WGCNA was performed for genes that were commonly upregulated or downregulated in both the TB vs. control and GBP1-low vs. GBP1-high comparisons. We identified potential functional modules for biological function characterization of each subgroup. Subsequently, the soft thresholding power value (power = 7) was screened during module construction using the soft threshold function. The distance between each gene pair was evaluated on the basis of the similarity of the topological overlap matrix. In addition, average and dynamic methods were used for hierarchical clustering analysis, and then the clustering tree and gene modules were constructed. After merging the original 12 modules based on their similarities, Spearman correlation analysis in the WGCNA package was used to calculate the correlation coefficients and associated p-values between clinical features and functional modules. The clusterProfiler package in R was used to perform functional enrichment analyses of these functional modules.

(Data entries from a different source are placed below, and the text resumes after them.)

//! Contenu binaire manipulé par le lecteur (fichiers média, images)

use bytes::Bytes;
use std::fmt;
use std::path::Path;

/// Contenu binaire opaque accompagné de son type MIME éventuel
#[derive(Debug, Clone, PartialEq, Eq)]
pub struct Blob {
    pub data: Bytes,
    pub content_type: Option<String>,
}

impl Blob {
    pub fn new(data: impl Into<Bytes>, content_type: Option<String>) -> Self {
        Self {
            data: data.into(),
            content_type: content_type.filter(|t| !t.trim().is_empty()),
        }
    }

    pub fn len(&self) -> usize {
        self.data.len()
    }

    pub fn is_empty(&self) -> bool {
        self.data.is_empty()
    }
}

/// Fichier local fourni par l'utilisateur (sélection ou glisser-déposer)
#[derive(Debug, Clone, PartialEq, Eq)]
pub struct LocalFile {
    pub name: String,
    pub blob: Blob,
}

impl LocalFile {
    pub fn new(name: impl Into<String>, blob: Blob) -> Self {
        Self {
            name: name.into(),
            blob,
        }
    }

    /// Lit un fichier du disque, le type MIME est déduit de l'extension
    pub async fn from_path(path: &Path) -> std::io::Result<Self> {
        let data = tokio::fs::read(path).await?;
        let name = path
            .file_name()
            .map(|n| n.to_string_lossy().into_owned())
            .unwrap_or_else(|| path.display().to_string());
        let content_type = guess_content_type(&name).map(str::to_string);
        Ok(Self::new(name, Blob::new(data, content_type)))
    }

    pub fn content_type(&self) -> Option<&str> {
        self.blob.content_type.as_deref()
    }

    /// Vrai pour les types `audio/*` et `video/*`
    pub fn is_playable_media(&self) -> bool {
        self.content_type()
            .map(|t| t.starts_with("audio/") || t.starts_with("video/"))
            .unwrap_or(false)
    }
}

/// Devine un type MIME à partir de l'extension d'un nom de fichier
pub fn guess_content_type(name: &str) -> Option<&'static str> {
    let (_, ext) = name.rsplit_once('.')?;
    let mime = match ext.to_ascii_lowercase().as_str() {
        "mp3" => "audio/mpeg",
        "wav" => "audio/wav",
        "ogg" => "audio/ogg",
        "m4a" => "audio/mp4",
        "flac" => "audio/flac",
        "aac" => "audio/aac",
        "mp4" => "video/mp4",
        "webm" => "video/webm",
        "mkv" => "video/x-matroska",
        "mov" => "video/quicktime",
        "png" => "image/png",
        "jpg" | "jpeg" => "image/jpeg",
        "gif" => "image/gif",
        "webp" => "image/webp",
        _ => return None,
    };
    Some(mime)
}

/// Clés fixes des deux assets singletons
#[derive(Debug, Clone, Copy, PartialEq, Eq, Hash)]
pub enum AssetKey {
    BackgroundImage,
    AudioArt,
}

impl AssetKey {
    pub const ALL: [AssetKey; 2] = [AssetKey::BackgroundImage, AssetKey::AudioArt];

    pub fn as_str(&self) -> &'static str {
        match self {
            AssetKey::BackgroundImage => "background-image",
            AssetKey::AudioArt => "audio-art",
        }
    }
}

impl fmt::Display for AssetKey {
    fn fmt(&self, f: &mut fmt::Formatter<'_>) -> fmt::Result {
        f.write_str(self.as_str())
    }
}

Identification of hub genes and construction of the GBP1-module-pathway network

In WGCNA, GS is defined as the correlation between a gene and a phenotype and MM is defined as the measure of importance of a gene in a module according to the formula MM(i) = cor(x i, ME). In this study, a gene with GS > 0.6 and MM > 0.9 was defined as a hub gene among the candidate gene modules. In addition, DEGs that interact with GBP1 were extracted from the STRING database (https://STRING-db.org/). The correlation between the DEGs interacting with GBP1 and hub genes was then explored.

LASSO model and ROC curve analysis

LASSO has strong predictive value and is considered suitable for selecting the best features for high-dimensional data. We extracted the expression profiles of hub genes to construct the LASSO model for distinguishing TB and healthy samples using the glmnet package. Regression coefficients from LASSO analysis were used to create a model index for each sample to weigh the expression values of selected genes using the following formula: index = ExpGene1*Coef1 + ExpGene2*Coef2 + ExpGene3*Coef3 + …., where “Coef” is the regression coefficient of a gene, derived from the LASSO Cox regression, and “Exp” represents the expression values of the gene. To evaluate the ability of the LASSO model to identify TB, we used the pROC package to perform ROC curve analysis on the test (GSE83456) and validation (GSE42834 and GSE19491) datasets.

All methods were performed in accordance with the relevant guidelines and regulations.